Instructions for the task ▸ Across all the records, filter for lines with the word "impl" and copy them.

Data records ▸
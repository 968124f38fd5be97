//! Sink construction errors

use thiserror::Error;

/// Raised while turning a `SinkConfig` into a sink
#[derive(Debug, Error)]
pub enum DispatcherError {
    /// A required param is absent or empty
    #[error("sink '{sink}': missing '{param}' param")]
    MissingParam { sink: String, param: &'static str },

    /// A param is present but cannot be used
    #[error("sink '{sink}': invalid '{param}' param '{value}': {reason}")]
    InvalidParam {
        sink: String,
        param: &'static str,
        value: String,
        reason: &'static str,
    },
}

impl DispatcherError {
    pub fn missing_param(sink: impl Into<String>, param: &'static str) -> Self {
        Self::MissingParam {
            sink: sink.into(),
            param,
        }
    }

    pub fn invalid_param(
        sink: impl Into<String>,
        param: &'static str,
        value: impl Into<String>,
        reason: &'static str,
    ) -> Self {
        Self::InvalidParam {
            sink: sink.into(),
            param,
            value: value.into(),
            reason,
        }
    }
}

Solution to this problem ▸
impl DispatcherError {
    pub fn missing_param(sink: impl Into<String>, param: &'static str) -> Self {
        sink: impl Into<String>,
        value: impl Into<String>,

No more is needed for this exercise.